[PATCH v3] generic/692: generalize the test for non-4K Merkle tree block sizes

All the mail mirrored from lore.kernel.org
 help / color / mirror / Atom feed

* [PATCH v3] generic/692: generalize the test for non-4K Merkle tree block sizes
@ 2023-01-11 20:58 Eric Biggers
  2023-01-12 12:29 ` Ojaswin Mujoo
  2023-01-18 16:23 ` Zorro Lang
  0 siblings, 2 replies; 3+ messages in thread
From: Eric Biggers @ 2023-01-11 20:58 UTC (permalink / raw
  To: fstests; +Cc: linux-fscrypt, Ojaswin Mujoo

From: Ojaswin Mujoo <ojaswin@linux.ibm.com>

Due to the assumption of the Merkle tree block size being 4K, the file
size calculated for the second test case was taking way too long to hit
EFBIG in case of larger block sizes like 64K.  Fix this by generalizing
the calculation to any Merkle tree block size >= 1K.

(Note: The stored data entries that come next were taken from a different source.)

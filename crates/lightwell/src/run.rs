use anyhow::{Context, Result};
use motion::InertiaOptions;
use profiles::{BlendSetting, ProfileDoc, ResolvedScene};
use renderer::{BlendMode, PillarParams};
use tracing_subscriber::EnvFilter;

use crate::cli::{self, Cli};
use crate::viewer::{self, ViewerConfig};

pub fn run(args: Cli) -> Result<()> {
    initialise_tracing();

    let doc = match args.profile.as_ref() {
        Some(path) => ProfileDoc::load(path)
            .with_context(|| format!("failed to load profile {}", path.display()))?,
        None => ProfileDoc::builtin(),
    };

    let resolved = doc.resolve(&args.scene).with_context(|| {
        format!(
            "scene '{}' is not defined (available: {})",
            args.scene,
            doc.scene_ids().collect::<Vec<_>>().join(", ")
        )
    })?;

    let (width, height) = cli::parse_surface_size(&args.size)?;
    tracing::info!(scene = %resolved.id, width, height, "starting lightwell viewer");

    viewer::run(ViewerConfig {
        scene_id: resolved.id.clone(),
        params: pillar_params(&resolved),
        inertia: inertia_options(&resolved, &args),
        size: (width, height),
        fps: args.fps.or(resolved.fps),
        reduced_motion: args.reduced_motion,
        haze_out: args.haze_out,
    })
}

fn initialise_tracing() {
    let filter = EnvFilter::try_from_default_env().unwrap_or_else(|_| EnvFilter::new("info"));
    tracing_subscriber::fmt()
        .with_env_filter(filter)
        .with_target(false)
        .init();
}

/// Flattens a resolved profile scene onto the renderer's parameter set.
fn pillar_params(resolved: &ResolvedScene) -> PillarParams {
    let scene = &resolved.scene;
    PillarParams {
        top_color: scene.top_color.0,
        bottom_color: scene.bottom_color.0,
        intensity: scene.intensity,
        rotation_speed: scene.rotation_speed,
        interactive: scene.interactive,
        glow: scene.glow,
        noise: scene.noise,
        pillar_width: scene.pillar_width,
        pillar_height: scene.pillar_height,
        pillar_rotation: scene.pillar_rotation,
        blend: map_blend(scene.blend),
        opacity: scene.opacity,
        haze_opacity: scene.haze_opacity,
    }
}

fn map_blend(setting: BlendSetting) -> BlendMode {
    match setting {
        BlendSetting::Normal => BlendMode::Normal,
        BlendSetting::Screen => BlendMode::Screen,
        BlendSetting::Additive => BlendMode::Additive,
    }
}

fn inertia_options(resolved: &ResolvedScene, args: &Cli) -> InertiaOptions {
    InertiaOptions {
        enabled: !args.no_inertia,
        reduced_motion: args.reduced_motion,
        easing: resolved.easing,
        wheel_multiplier: resolved.wheel_multiplier,
    }
}

#[cfg(test)]
mod tests {
    use super::*;
    use clap::Parser;

    #[test]
    fn blend_settings_map_one_to_one() {
        assert_eq!(map_blend(BlendSetting::Normal), BlendMode::Normal);
        assert_eq!(map_blend(BlendSetting::Screen), BlendMode::Screen);
        assert_eq!(map_blend(BlendSetting::Additive), BlendMode::Additive);
    }

    #[test]
    fn builtin_nature_scene_flattens_onto_params() {
        let doc = ProfileDoc::builtin();
        let resolved = doc.resolve("nature").unwrap();
        let params = pillar_params(&resolved);
        assert_eq!(params.blend, BlendMode::Screen);
        assert_eq!(params.top_color, resolved.scene.top_color.0);
        assert!((params.intensity - 0.9).abs() < 1e-6);
    }

    #[test]
    fn cli_flags_disable_inertia() {
        let args = Cli::try_parse_from(["lightwell", "--no-inertia"]).unwrap();
        let doc = ProfileDoc::builtin();
        let resolved = doc.resolve("nature").unwrap();
        let options = inertia_options(&resolved, &args);
        assert!(!options.enabled);
        assert!((options.easing - 0.14).abs() < 1e-6);
    }
}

Signed-off-by: Ojaswin Mujoo <ojaswin@linux.ibm.com>
Co-developed-by: Eric Biggers <ebiggers@google.com>
Signed-off-by: Eric Biggers <ebiggers@google.com>
---
v3: hashes_per_block, not hash_per_block
v2: Cleaned up the original patch from Ojaswin:
    - Explained the calculations as they are done.
    - Considered 11 levels instead of 8, to account for 1K blocks
      potentially needing up to 11 levels.
    - Increased 'scale' for real number results, and don't use 'scale'
      at all for integer number results.
    - Improved a variable name.
    - Updated commit message.

 tests/generic/692 | 37 +++++++++++++++++++++++++------------
 1 file changed, 25 insertions(+), 12 deletions(-)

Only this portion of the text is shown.